Copy out the records that appear below, exactly as each one reads.

[[ THE DATA, beginning ]]

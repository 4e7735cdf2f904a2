//! Configuration loading for sync-bridge.
//!
//! Configuration is loaded from a TOML file. Every section is optional.

use serde::Deserialize;
use std::path::PathBuf;
use std::time::Duration;

/// Root configuration for the session bridge.
#[derive(Debug, Clone, Default, Deserialize)]
#[serde(default)]
pub struct BridgeConfig {
    /// Capacity limits.
    pub limits: LimitsConfig,
    /// Graceful unbind configuration.
    pub shutdown: ShutdownConfig,
    /// Log filter used by bindings that install a subscriber.
    pub logging: LoggingConfig,
}

/// Capacity limits.
#[derive(Debug, Clone, Deserialize)]
pub struct LimitsConfig {
    /// Maximum live sessions per bridge (default: 4096, 0 = unbounded).
    #[serde(default = "default_max_sessions")]
    pub max_sessions: usize,
}

/// Graceful unbind configuration.
#[derive(Debug, Clone, Deserialize)]
pub struct ShutdownConfig {
    /// How long a graceful unbind waits for in-flight calls (default: 5000ms).
    /// The session is aborted when the wait runs out.
    #[serde(default = "default_quiesce_timeout_ms")]
    pub quiesce_timeout_ms: u64,
}

/// Logging configuration.
#[derive(Debug, Clone, Deserialize)]
pub struct LoggingConfig {
    /// `EnvFilter` directive (default: "info").
    #[serde(default = "default_log_filter")]
    pub filter: String,
}

// Default value functions
fn default_max_sessions() -> usize {
    4096
}

fn default_quiesce_timeout_ms() -> u64 {
    5000
}

fn default_log_filter() -> String {
    "info".to_string()
}

impl Default for LimitsConfig {
    fn default() -> Self {
        Self {
            max_sessions: default_max_sessions(),
        }
    }
}

impl Default for ShutdownConfig {
    fn default() -> Self {
        Self {
            quiesce_timeout_ms: default_quiesce_timeout_ms(),
        }
    }
}

impl Default for LoggingConfig {
    fn default() -> Self {
        Self {
            filter: default_log_filter(),
        }
    }
}

impl LimitsConfig {
    /// Session cap, or `None` when unbounded.
    pub fn session_limit(&self) -> Option<usize> {
        (self.max_sessions > 0).then_some(self.max_sessions)
    }
}

impl ShutdownConfig {
    /// Quiesce wait as a [`Duration`].
    pub fn quiesce_timeout(&self) -> Duration {
        Duration::from_millis(self.quiesce_timeout_ms)
    }
}

impl BridgeConfig {
    /// Load configuration from a TOML file.
    ///
    /// # Errors
    ///
    /// Returns an error if the file cannot be read or parsed.
    pub fn from_file(path: &std::path::Path) -> Result<Self, ConfigError> {
        let content = std::fs::read_to_string(path).map_err(|e| ConfigError::ReadError {
            path: path.to_path_buf(),
            source: e,
        })?;

        toml::from_str(&content).map_err(|e| ConfigError::ParseError {
            path: path.to_path_buf(),
            source: e,
        })
    }

    /// Parse configuration from TOML text.
    pub fn from_toml_str(content: &str) -> Result<Self, ConfigError> {
        toml::from_str(content).map_err(|e| ConfigError::ParseError {
            path: PathBuf::from("<inline>"),
            source: e,
        })
    }
}

/// Configuration error types.
#[derive(Debug, thiserror::Error)]
pub enum ConfigError {
    /// Failed to read configuration file.
    #[error("failed to read config file {path}: {source}")]
    ReadError {
        /// Path to the configuration file.
        path: PathBuf,
        /// Underlying I/O error.
        source: std::io::Error,
    },
    /// Failed to parse configuration file.
    #[error("failed to parse config file {path}: {source}")]
    ParseError {
        /// Path to the configuration file.
        path: PathBuf,
        /// Underlying TOML parse error.
        source: toml::de::Error,
    },
}

#[cfg(test)]
mod tests {
    use super::*;
    use std::io::Write;

    #[test]
    fn default_config_is_valid() {
        let config = BridgeConfig::default();
        assert_eq!(config.limits.max_sessions, 4096);
        assert_eq!(config.limits.session_limit(), Some(4096));
        assert_eq!(config.shutdown.quiesce_timeout(), Duration::from_secs(5));
        assert_eq!(config.logging.filter, "info");
    }

    #[test]
    fn config_from_toml_string() {
        let toml = r#"
[limits]
max_sessions = 16

[shutdown]
quiesce_timeout_ms = 250

[logging]
filter = "tether_sync_bridge=debug"
"#;
        let config = BridgeConfig::from_toml_str(toml).unwrap();
        assert_eq!(config.limits.max_sessions, 16);
        assert_eq!(config.shutdown.quiesce_timeout_ms, 250);
        assert_eq!(config.logging.filter, "tether_sync_bridge=debug");
    }

    #[test]
    fn missing_sections_use_defaults() {
        let config = BridgeConfig::from_toml_str("[shutdown]\n").unwrap();
        assert_eq!(config.limits.max_sessions, 4096);
        assert_eq!(config.shutdown.quiesce_timeout_ms, 5000);

        let config = BridgeConfig::from_toml_str("").unwrap();
        assert_eq!(config.logging.filter, "info");
    }

    #[test]
    fn zero_max_sessions_is_unbounded() {
        let config = BridgeConfig::from_toml_str("[limits]\nmax_sessions = 0\n").unwrap();
        assert_eq!(config.limits.session_limit(), None);
    }

    #[test]
    fn invalid_toml_is_parse_error() {
        let result = BridgeConfig::from_toml_str("[limits]\nmax_sessions = \"many\"\n");
        assert!(matches!(result, Err(ConfigError::ParseError { .. })));
    }

    #[test]
    fn config_from_file() {
        let mut file = tempfile::NamedTempFile::new().unwrap();
        writeln!(file, "[shutdown]\nquiesce_timeout_ms = 10").unwrap();

        let config = BridgeConfig::from_file(file.path()).unwrap();
        assert_eq!(config.shutdown.quiesce_timeout_ms, 10);
    }

    #[test]
    fn missing_file_is_read_error() {
        let dir = tempfile::tempdir().unwrap();
        let result = BridgeConfig::from_file(&dir.path().join("absent.toml"));
        assert!(matches!(result, Err(ConfigError::ReadError { .. })));
    }
}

[[ THE DATA, end ]]

OUTPUT FOR THIS TASK:
repository 4e7735cdf2f904a2
//! Configuration loading for sync-bridge.
//!
//! Configuration is loaded from a TOML file. Every section is optional.

use serde::Deserialize;
use std::path::PathBuf;
use std::time::Duration;

/// Root configuration for the session bridge.
#[derive(Debug, Clone, Default, Deserialize)]
#[serde(default)]
pub struct BridgeConfig {
    /// Capacity limits.
    pub limits: LimitsConfig,
    /// Graceful unbind configuration.
    pub shutdown: ShutdownConfig,
    /// Log filter used by bindings that install a subscriber.
    pub logging: LoggingConfig,
}

/// Capacity limits.
#[derive(Debug, Clone, Deserialize)]
pub struct LimitsConfig {
    /// Maximum live sessions per bridge (default: 4096, 0 = unbounded).
    #[serde(default = "default_max_sessions")]
    pub max_sessions: usize,
}

/// Graceful unbind configuration.
#[derive(Debug, Clone, Deserialize)]
pub struct ShutdownConfig {
    /// How long a graceful unbind waits for in-flight calls (default: 5000ms).
    /// The session is aborted when the wait runs out.
    #[serde(default = "default_quiesce_timeout_ms")]
    pub quiesce_timeout_ms: u64,
}

/// Logging configuration.
#[derive(Debug, Clone, Deserialize)]
pub struct LoggingConfig {
    /// `EnvFilter` directive (default: "info").
    #[serde(default = "default_log_filter")]
    pub filter: String,
}

// Default value functions
fn default_max_sessions() -> usize {
    4096
}

fn default_quiesce_timeout_ms() -> u64 {
    5000
}

fn default_log_filter() -> String {
    "info".to_string()
}

impl Default for LimitsConfig {
    fn default() -> Self {
        Self {
            max_sessions: default_max_sessions(),
        }
    }
}

impl Default for ShutdownConfig {
    fn default() -> Self {
        Self {
            quiesce_timeout_ms: default_quiesce_timeout_ms(),
        }
    }
}

impl Default for LoggingConfig {
    fn default() -> Self {
        Self {
            filter: default_log_filter(),
        }
    }
}

impl LimitsConfig {
    /// Session cap, or `None` when unbounded.
    pub fn session_limit(&self) -> Option<usize> {
        (self.max_sessions > 0).then_some(self.max_sessions)
    }
}

impl ShutdownConfig {
    /// Quiesce wait as a [`Duration`].
    pub fn quiesce_timeout(&self) -> Duration {
        Duration::from_millis(self.quiesce_timeout_ms)
    }
}

impl BridgeConfig {
    /// Load configuration from a TOML file.
    ///
    /// # Errors
    ///
    /// Returns an error if the file cannot be read or parsed.
    pub fn from_file(path: &std::path::Path) -> Result<Self, ConfigError> {
        let content = std::fs::read_to_string(path).map_err(|e| ConfigError::ReadError {
            path: path.to_path_buf(),
            source: e,
        })?;

        toml::from_str(&content).map_err(|e| ConfigError::ParseError {
            path: path.to_path_buf(),
            source: e,
        })
    }

    /// Parse configuration from TOML text.
    pub fn from_toml_str(content: &str) -> Result<Self, ConfigError> {
        toml::from_str(content).map_err(|e| ConfigError::ParseError {
            path: PathBuf::from("<inline>"),
            source: e,
        })
    }
}

/// Configuration error types.
#[derive(Debug, thiserror::Error)]
pub enum ConfigError {
    /// Failed to read configuration file.
    #[error("failed to read config file {path}: {source}")]
    ReadError {
        /// Path to the configuration file.
        path: PathBuf,
        /// Underlying I/O error.
        source: std::io::Error,
    },
    /// Failed to parse configuration file.
    #[error("failed to parse config file {path}: {source}")]
    ParseError {
        /// Path to the configuration file.
        path: PathBuf,
        /// Underlying TOML parse error.
        source: toml::de::Error,
    },
}

#[cfg(test)]
mod tests {
    use super::*;
    use std::io::Write;

    #[test]
    fn default_config_is_valid() {
        let config = BridgeConfig::default();
        assert_eq!(config.limits.max_sessions, 4096);
        assert_eq!(config.limits.session_limit(), Some(4096));
        assert_eq!(config.shutdown.quiesce_timeout(), Duration::from_secs(5));
        assert_eq!(config.logging.filter, "info");
    }

    #[test]
    fn config_from_toml_string() {
        let toml = r#"
[limits]
max_sessions = 16

[shutdown]
quiesce_timeout_ms = 250

[logging]
filter = "tether_sync_bridge=debug"
"#;
        let config = BridgeConfig::from_toml_str(toml).unwrap();
        assert_eq!(config.limits.max_sessions, 16);
        assert_eq!(config.shutdown.quiesce_timeout_ms, 250);
        assert_eq!(config.logging.filter, "tether_sync_bridge=debug");
    }

    #[test]
    fn missing_sections_use_defaults() {
        let config = BridgeConfig::from_toml_str("[shutdown]\n").unwrap();
        assert_eq!(config.limits.max_sessions, 4096);
        assert_eq!(config.shutdown.quiesce_timeout_ms, 5000);

        let config = BridgeConfig::from_toml_str("").unwrap();
        assert_eq!(config.logging.filter, "info");
    }

    #[test]
    fn zero_max_sessions_is_unbounded() {
        let config = BridgeConfig::from_toml_str("[limits]\nmax_sessions = 0\n").unwrap();
        assert_eq!(config.limits.session_limit(), None);
    }

    #[test]
    fn invalid_toml_is_parse_error() {
        let result = BridgeConfig::from_toml_str("[limits]\nmax_sessions = \"many\"\n");
        assert!(matches!(result, Err(ConfigError::ParseError { .. })));
    }

    #[test]
    fn config_from_file() {
        let mut file = tempfile::NamedTempFile::new().unwrap();
        writeln!(file, "[shutdown]\nquiesce_timeout_ms = 10").unwrap();

        let config = BridgeConfig::from_file(file.path()).unwrap();
        assert_eq!(config.shutdown.quiesce_timeout_ms, 10);
    }

    #[test]
    fn missing_file_is_read_error() {
        let dir = tempfile::tempdir().unwrap();
        let result = BridgeConfig::from_file(&dir.path().join("absent.toml"));
        assert!(matches!(result, Err(ConfigError::ReadError { .. })));
    }
}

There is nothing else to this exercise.